The internal rates of returns in US dry gas plays have gotten a boost from strengthening Henry Hub futures in the past month, with Haynesville IRRs climbing to 29%, Marcellus IRRs at 31% in the wet window and 22% in the dry window, and Utica IRRs at 26% in the wet and 28% in the dry, according to S&P Global Platts Analytics. In the Haynesville, the rig count reached 56 in the week through July 28 and production is expected to increase by more than 300 million cubic feet per day from July to 13.2 billion cubic feet per day on average in August.

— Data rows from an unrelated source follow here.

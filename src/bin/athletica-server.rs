// ABOUTME: Production server binary for the Athletica training-plan API
// ABOUTME: Loads configuration, runs migrations, and serves the axum router
//
// SPDX-License-Identifier: MIT OR Apache-2.0
// Copyright (c) 2025 Athletica

//! # Athletica Server Binary
//!
//! Starts the HTTP API with JWT authentication, the SQLite store, and the
//! OpenRouter plan-generation provider.

use std::sync::Arc;

use anyhow::Result;
use clap::Parser;
use tracing::info;

use athletica::{
    auth::AuthManager,
    config::ServerConfig,
    database::Database,
    llm::OpenRouterProvider,
    logging,
    routes::{self, ServerResources},
};

#[derive(Parser)]
#[command(name = "athletica-server")]
#[command(about = "Athletica - AI-generated running training plans")]
pub struct Args {
    /// Override HTTP port
    #[arg(long)]
    http_port: Option<u16>,
}

#[tokio::main]
async fn main() -> Result<()> {
    let args = Args::parse();

    let mut config = ServerConfig::from_env()?;
    if let Some(http_port) = args.http_port {
        config.http_port = http_port;
    }

    logging::init_from_env()?;

    info!("Starting Athletica API server");

    let database = Database::new(&config.database_url).await?;
    info!("Database initialized: {}", config.database_url);

    let auth_manager = AuthManager::new(config.jwt_secret.as_bytes(), config.jwt_expiry_hours);

    let plan_generator = Arc::new(OpenRouterProvider::from_env()?);

    let resources = Arc::new(ServerResources {
        database,
        auth_manager,
        plan_generator,
        config: config.clone(),
    });

    let app = routes::router(resources);

    let addr = format!("0.0.0.0:{}", config.http_port);
    let listener = tokio::net::TcpListener::bind(&addr).await?;
    info!("Listening on {addr}");

    axum::serve(listener, app).await?;

    Ok(())
}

The 2-billion-cubic-foot-per-day Whistler natural gas pipeline running from the Waha hub in the Permian Basin to the Texas Gulf Coast has begun full commercial service on July 1. The 450-mile pipeline is owned by WhiteWater Midstream, MPLX, and a joint venture between Stonepeak Infrastructure Partners and West Texas Gas.
Haynesville Shale operator Vine Energy will work with Project Canary to certify its natural gas production as responsibly sourced. "In addition, Project Canary will deploy 'Canary X' continuous emissions monitoring devices across locations representing 25-30% of Vine's natural gas production which will target domestic and international RSG markets," the company said.
The US produced 11.23 million barrels per day of crude oil in May, an increase of 80,000 bpd, and a gross 103.4 billion cubic feet per day of natural gas, up 0.1 Bcf/d from April and marking a 14-month high, the Energy Information Administration reported. Gasoline consumption rose from 8.79 million bpd in April to 9.14 million bpd in May, while distillate demand fell slightly to 3.874 million bpd.
US oil giants ExxonMobil and Chevron remained profitable for a second consecutive quarter, reporting earnings of $4.7 billion and $3.1 billion, respectively, in the second quarter as the oil and gas price recovery gathered pace, but neither producer plans to boost capital spending. "We're realizing significant benefits from an improved cost structure, solid operating performance and low-cost-of-supply investments that, together, are generating attractive returns and strong cash flow to fund our capital program, pay the dividend and reduce debt," said Exxon Chairman and CEO Darren Woods.